We don't process unless the parameters complains with the rules.
Processing the request
This step is also break on small testable pieces:
- Verify reachability
- Persisting the requested URL input
- Obtaining the Opengraph
- Persisting the images
Verify reachability
Before trying to parse I'm issuing HEAD request to the already validated input. The gem HTTP is using here instead of the Net::HTTP library included in ruby's standard library because their flexibility and security.
It can be configured to have timeouts, which can be used in the future.
Persisting the requested URL input
We will persist the requested URLs, this records will be used in the future
to update the status of them, initially the status will be enqueued
, meaning
we receive the petition, and will be processing it soon.
If there's some problem persisting the data in the database, their status will be changed to 'error' and log the problem.
Obtaining the Opengraph
The URL was already validated, we are sure we can reach the URL and persisted
it as the reference. So we will try to obtain the OpenGraph's metadata.

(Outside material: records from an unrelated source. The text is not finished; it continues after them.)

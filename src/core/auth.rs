//! Password hashing and token issuing.

use crate::{
    config::auth::{AdminCredentials, AuthSettings},
    errors::{Error, Result},
};
use argon2::{
    Argon2,
    password_hash::{
        Error as PasswordHashError, PasswordHash, PasswordHasher, PasswordVerifier, SaltString,
        rand_core::OsRng,
    },
};
use jsonwebtoken::{
    Algorithm, DecodingKey, EncodingKey, Header, Validation, decode, encode, errors::ErrorKind,
};
use serde::{Deserialize, Serialize};
use std::time::{Duration, SystemTime, UNIX_EPOCH};

/// Subject used for admin tokens.
pub const ADMIN_SUBJECT: &str = "admin";

/// Minimum accepted password length.
pub const MIN_PASSWORD_LEN: usize = 8;

/// Hashes a password into an Argon2 PHC string.
pub fn hash_password(password: &str) -> Result<String> {
    let salt = SaltString::generate(&mut OsRng);
    let hash = Argon2::default().hash_password(password.as_bytes(), &salt)?;
    Ok(hash.to_string())
}

/// Checks `candidate` against a stored hash.
///
/// # Errors
/// `InvalidCredentials` on mismatch, `PasswordHash` when the stored hash is malformed.
pub fn verify_password(candidate: &str, stored_hash: &str) -> Result<()> {
    let parsed = PasswordHash::new(stored_hash)?;
    Argon2::default()
        .verify_password(candidate.as_bytes(), &parsed)
        .map_err(|err| match err {
            PasswordHashError::Password => Error::InvalidCredentials,
            other => other.into(),
        })
}

/// Who a token was issued to.
#[derive(Debug, Clone, Copy, PartialEq, Eq, Serialize, Deserialize)]
#[serde(rename_all = "lowercase")]
pub enum Role {
    /// A registered user
    User,
    /// The configured administrator
    Admin,
}

/// Claims carried by every token.
#[derive(Debug, Clone, PartialEq, Eq, Serialize, Deserialize)]
pub struct Claims {
    /// User id, or [`ADMIN_SUBJECT`]
    pub sub: String,
    /// Role of the subject
    pub role: Role,
    /// Issued-at, seconds since the epoch
    pub iat: u64,
    /// Expiry, seconds since the epoch
    pub exp: u64,
}

impl Claims {
    /// Whether the bearer is the administrator.
    #[must_use]
    pub fn is_admin(&self) -> bool {
        self.role == Role::Admin
    }

    /// The user id for user tokens; `None` for admin tokens.
    #[must_use]
    pub fn user_id(&self) -> Option<i64> {
        match self.role {
            Role::User => self.sub.parse().ok(),
            Role::Admin => None,
        }
    }

    /// Whether the bearer may act on behalf of `user_id`.
    #[must_use]
    pub fn can_act_for(&self, user_id: i64) -> bool {
        self.is_admin() || self.user_id() == Some(user_id)
    }
}

/// Signs and validates HS256 tokens.
pub struct AuthManager {
    encoding_key: EncodingKey,
    decoding_key: DecodingKey,
    validation: Validation,
    token_ttl: Duration,
    admin: Option<AdminCredentials>,
}

impl AuthManager {
    /// Builds a manager from settings.
    #[must_use]
    pub fn new(settings: &AuthSettings) -> Self {
        let mut validation = Validation::new(Algorithm::HS256);
        validation.validate_exp = true;
        validation.leeway = 0;
        Self {
            encoding_key: EncodingKey::from_secret(&settings.jwt_secret),
            decoding_key: DecodingKey::from_secret(&settings.jwt_secret),
            validation,
            token_ttl: settings.token_ttl,
            admin: settings.admin.clone(),
        }
    }

    /// Lifetime of issued tokens.
    #[must_use]
    pub const fn expires_in(&self) -> Duration {
        self.token_ttl
    }

    /// Issues a token for `sub` valid from now.
    pub fn issue_token(&self, sub: &str, role: Role) -> Result<String> {
        let now = SystemTime::now()
            .duration_since(UNIX_EPOCH)
            .map_err(|_| Error::Config {
                message: "System clock is before UNIX_EPOCH".to_string(),
            })?;
        self.issue_token_at(sub, role, now.as_secs())
    }

    fn issue_token_at(&self, sub: &str, role: Role, now_secs: u64) -> Result<String> {
        let claims = Claims {
            sub: sub.to_string(),
            role,
            iat: now_secs,
            exp: now_secs + self.token_ttl.as_secs(),
        };
        encode(&Header::default(), &claims, &self.encoding_key).map_err(Into::into)
    }

    /// Decodes and checks a token.
    ///
    /// # Errors
    /// `Unauthorized` for any expired, forged or malformed token.
    pub fn validate_token(&self, token: &str) -> Result<Claims> {
        decode::<Claims>(token, &self.decoding_key, &self.validation)
            .map(|data| data.claims)
            .map_err(|err| {
                let rejected = matches!(
                    err.kind(),
                    ErrorKind::ExpiredSignature
                        | ErrorKind::InvalidToken
                        | ErrorKind::InvalidSignature
                        | ErrorKind::MissingRequiredClaim(_)
                        | ErrorKind::Base64(_)
                        | ErrorKind::Json(_)
                        | ErrorKind::Utf8(_)
                );
                if rejected { Error::Unauthorized } else { err.into() }
            })
    }

    /// Checks admin credentials and issues an admin token.
    ///
    /// # Errors
    /// `NotConfigured` when no admin is set up, `InvalidCredentials` on mismatch.
    pub fn admin_login(&self, email: &str, password: &str) -> Result<String> {
        let admin = self.admin.as_ref().ok_or(Error::NotConfigured {
            feature: "Admin login",
        })?;
        if admin.email != email.trim().to_lowercase() {
            return Err(Error::InvalidCredentials);
        }
        verify_password(password, &admin.password_hash)?;
        self.issue_token(ADMIN_SUBJECT, Role::Admin)
    }
}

At
this point the status will be changed to parsing
.
I'm using the gem called OpenGrahp Parser, I've used this gem in the past instead of the recommended on Facebook's OpenGrah website, because it doesn't have a dependency with a old and pinned version of nokogirigirl gem that has not been patched a long time ago, having a huge security problem.

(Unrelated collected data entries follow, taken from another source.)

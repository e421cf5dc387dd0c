//! Budget business logic - per-category spending ceilings.
//!
//! Each category can carry at most one budget. The uniqueness check and the write run
//! inside one database transaction; the unique index on `budgets.category` remains the
//! final guard.

use crate::{
    config::budgets::SeedConfig,
    core::category::{Category, validate_amount},
    entities::{Budget, budget},
    errors::{Error, Result},
};
use rust_decimal::Decimal;
use sea_orm::{QueryOrder, Set, TransactionTrait, prelude::*};
use serde::Deserialize;
use tracing::{info, warn};

/// Fields supplied when creating or replacing a budget.
#[derive(Debug, Clone, Deserialize)]
#[serde(rename_all = "camelCase")]
pub struct NewBudget {
    /// Category this budget caps
    pub category: Category,
    /// Allocated amount
    pub amount: Decimal,
}

/// Every budget in insertion order. This is the snapshot the aggregator reads.
pub async fn get_all_budgets(db: &DatabaseConnection) -> Result<Vec<budget::Model>> {
    Budget::find()
        .order_by_asc(budget::Column::Id)
        .all(db)
        .await
        .map_err(Into::into)
}

/// Finds a budget by id.
pub async fn get_budget_by_id(
    db: &DatabaseConnection,
    budget_id: i64,
) -> Result<Option<budget::Model>> {
    Budget::find_by_id(budget_id)
        .one(db)
        .await
        .map_err(Into::into)
}

/// Finds the budget for an exact category.
pub async fn get_budget_by_category<C>(db: &C, category: &str) -> Result<Option<budget::Model>>
where
    C: ConnectionTrait,
{
    Budget::find()
        .filter(budget::Column::Category.eq(category))
        .one(db)
        .await
        .map_err(Into::into)
}

/// Creates a budget, refusing a category that already has one.
pub async fn create_budget(db: &DatabaseConnection, input: NewBudget) -> Result<budget::Model> {
    let amount = validate_amount(input.amount)?;

    let txn = db.begin().await?;

    if get_budget_by_category(&txn, input.category.as_str())
        .await?
        .is_some()
    {
        return Err(Error::DuplicateCategory {
            category: input.category.into(),
        });
    }

    let category: String = input.category.into();
    let created = budget::ActiveModel {
        category: Set(category.clone()),
        amount: Set(amount),
        ..Default::default()
    }
    .insert(&txn)
    .await
    .map_err(|e| Error::on_unique_violation(e, || Error::DuplicateCategory { category }))?;

    txn.commit().await?;
    info!("Created budget {} for '{}'", created.id, created.category);
    Ok(created)
}

/// Replaces a budget's category and amount. Moving onto a category that another
/// budget already holds is refused.
pub async fn update_budget(
    db: &DatabaseConnection,
    budget_id: i64,
    input: NewBudget,
) -> Result<budget::Model> {
    let amount = validate_amount(input.amount)?;

    let txn = db.begin().await?;

    let mut model: budget::ActiveModel = Budget::find_by_id(budget_id)
        .one(&txn)
        .await?
        .ok_or(Error::RecordNotFound {
            kind: "Budget",
            id: budget_id,
        })?
        .into();

    let taken = get_budget_by_category(&txn, input.category.as_str())
        .await?
        .is_some_and(|other| other.id != budget_id);
    if taken {
        return Err(Error::DuplicateCategory {
            category: input.category.into(),
        });
    }

    let category: String = input.category.into();
    model.category = Set(category.clone());
    model.amount = Set(amount);
    let updated = model
        .update(&txn)
        .await
        .map_err(|e| Error::on_unique_violation(e, || Error::DuplicateCategory { category }))?;

    txn.commit().await?;
    Ok(updated)
}

/// Deletes a budget. Expenses in its category are untouched.
pub async fn delete_budget(db: &DatabaseConnection, budget_id: i64) -> Result<()> {
    let result = Budget::delete_by_id(budget_id).exec(db).await?;
    if result.rows_affected == 0 {
        return Err(Error::RecordNotFound {
            kind: "Budget",
            id: budget_id,
        });
    }
    Ok(())
}

/// Inserts the seeded budgets whose category has no budget yet.
///
/// Returns how many budgets were created. Invalid seed entries are logged and skipped.
pub async fn seed_budgets(db: &DatabaseConnection, seed: &SeedConfig) -> Result<usize> {
    info!(
        "Seeding budgets. Found {} configurations from TOML.",
        seed.budgets.len()
    );
    let mut created = 0;

    for entry in &seed.budgets {
        let category = match Category::parse(&entry.category) {
            Ok(category) => category,
            Err(e) => {
                warn!("Skipping seeded budget: {e}");
                continue;
            }
        };

        match create_budget(
            db,
            NewBudget {
                category,
                amount: entry.amount,
            },
        )
        .await
        {
            Ok(_) => created += 1,
            Err(Error::DuplicateCategory { category }) => {
                info!("Budget for '{category}' already exists. Skipping.");
            }
            Err(e @ Error::InvalidAmount { .. }) => {
                warn!("Skipping seeded budget '{}': {e}", entry.category);
            }
            Err(e) => return Err(e),
        }
    }

    Ok(created)
}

If there's any issue getting the metadata, the status of the request is changed
to errorr
and log the problem.
Persisting the images
Once obtained the metadata we will proceed to persist any images declared by the metadata.
In this step the status is changed to downloading
. I'm using the gem
called Down to download the image from specified on the metadata.

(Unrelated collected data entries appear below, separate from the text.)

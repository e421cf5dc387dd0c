//! Categories - the text label that links expenses to budgets.
//!
//! Income, expense and budget inputs all carry a [`Category`]. Construction trims
//! surrounding whitespace and rejects empty labels; after that, matching is exact and
//! case-sensitive ("Tea Sales" and "tea sales" are different categories).

use crate::{
    entities::{Budget, Expense, Income, budget, expense, income},
    errors::{Error, Result},
};
use rust_decimal::Decimal;
use sea_orm::{DatabaseConnection, EntityTrait, QuerySelect};
use serde::{Deserialize, Serialize};
use std::{collections::BTreeSet, fmt};

/// Maximum number of suggestions returned by [`suggest_categories`].
pub const MAX_SUGGESTIONS: usize = 25;

/// Largest amount a single record may carry, 10^15.
pub const MAX_AMOUNT: Decimal = Decimal::from_parts(0xA4C6_8000, 0x0003_8D7E, 0, false, 0);

/// A validated category label.
#[derive(Debug, Clone, PartialEq, Eq, Hash, Serialize, Deserialize)]
#[serde(try_from = "String", into = "String")]
pub struct Category(String);

impl Category {
    /// Validates and trims a raw label.
    ///
    /// # Errors
    /// Returns `CategoryInvalid` when the label is empty or whitespace-only.
    pub fn parse(raw: &str) -> Result<Self> {
        let trimmed = raw.trim();
        if trimmed.is_empty() {
            return Err(Error::CategoryInvalid {
                reason: "category cannot be empty".to_string(),
            });
        }
        Ok(Self(trimmed.to_string()))
    }

    /// The label as stored.
    #[must_use]
    pub fn as_str(&self) -> &str {
        &self.0
    }
}

impl TryFrom<String> for Category {
    type Error = Error;

    fn try_from(value: String) -> Result<Self> {
        Self::parse(&value)
    }
}

impl From<Category> for String {
    fn from(value: Category) -> Self {
        value.0
    }
}

impl fmt::Display for Category {
    fn fmt(&self, f: &mut fmt::Formatter<'_>) -> fmt::Result {
        f.write_str(&self.0)
    }
}

/// Rejects negative amounts and amounts above [`MAX_AMOUNT`]; shared by every record kind.
pub fn validate_amount(amount: Decimal) -> Result<Decimal> {
    if (amount.is_sign_negative() && !amount.is_zero()) || amount > MAX_AMOUNT {
        return Err(Error::InvalidAmount { amount });
    }
    Ok(amount)
}

/// Every distinct category used by an income, expense or budget, sorted.
pub async fn get_all_categories(db: &DatabaseConnection) -> Result<Vec<String>> {
    let incomes: Vec<String> = Income::find()
        .select_only()
        .column(income::Column::Category)
        .distinct()
        .into_tuple()
        .all(db)
        .await?;
    let expenses: Vec<String> = Expense::find()
        .select_only()
        .column(expense::Column::Category)
        .distinct()
        .into_tuple()
        .all(db)
        .await?;
    let budgets: Vec<String> = Budget::find()
        .select_only()
        .column(budget::Column::Category)
        .distinct()
        .into_tuple()
        .all(db)
        .await?;

    let all: BTreeSet<String> = incomes.into_iter().chain(expenses).chain(budgets).collect();
    Ok(all.into_iter().collect())
}

/// Suggests known categories starting with `prefix` (case-insensitive), for form
/// autocomplete. Returns at most [`MAX_SUGGESTIONS`] entries in alphabetical order.
pub async fn suggest_categories(db: &DatabaseConnection, prefix: &str) -> Result<Vec<String>> {
    let prefix_lower = prefix.trim().to_lowercase();
    let matching = get_all_categories(db)
        .await?
        .into_iter()
        .filter(|c| c.to_lowercase().starts_with(&prefix_lower))
        .take(MAX_SUGGESTIONS)
        .collect();
    Ok(matching)
}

The rationale goes about how flexible this gem is. With Down we can configure
multiple performance and security aspects such as:
- Timeouts
- Size of the file to download
- Chunk reading
Per every image downloaded we will be attaching them to the database using the Rails own engine ActiveStorage, which can also be configured to perform other task as resizing (which I'm not using right now). ActiveStorage can also be configure to use many different backend as Amazon S3, Azure, GCP at this time.
Once we download all the images, the status change to ready
.
Creating Step process and Modules
In order process the request I'm using a gem called Dry::Monads, this give us the ability to create modules that follow the Monads principles of computing, where, once you execute a given function you either return a Success or Failure. For example:
d = Downloader.get('http://example.com/image.jpg')
if d.success?
# continue working
else
# Fallback
end
The above looks simply enough to just use a nil
checking, or use exceptions.
But when combined with Do Notation
, the power of the Monads can be reached.
Instead of nested conditions and try..catch blocks, we just do small Monads and
chain them in notations that looks similar to what functional programming has:
with(url)
|> create_tracking
|> verify_website
|> parse_opengraph
|> extract_images
|> persist_as_done
No if
needed nor nil
checks, not need for catching exceptions. This approach
is also called the Railway Oriented Programming. The
process is done in the class Transaction
:
def call(uri, user_id, job_id)
url = yield create_url(uri, user_id, job_id)
parsed = yield opengraph(url)
images = yield extract_images(parsed)
attach_images(images)
end
The module will be trying to do their job, and continue if and only if the previous step was successful execute (returned a Success object), otherwise (it return a Failure), halting the execution.
At the end, the whole process is having no business logic but this:
transaction = Transaction.call(...)
Rails.logger.error(transaction.failure) if transaction.failure?
The above can be read as "Do the Transaction, if you were not able, just log the error".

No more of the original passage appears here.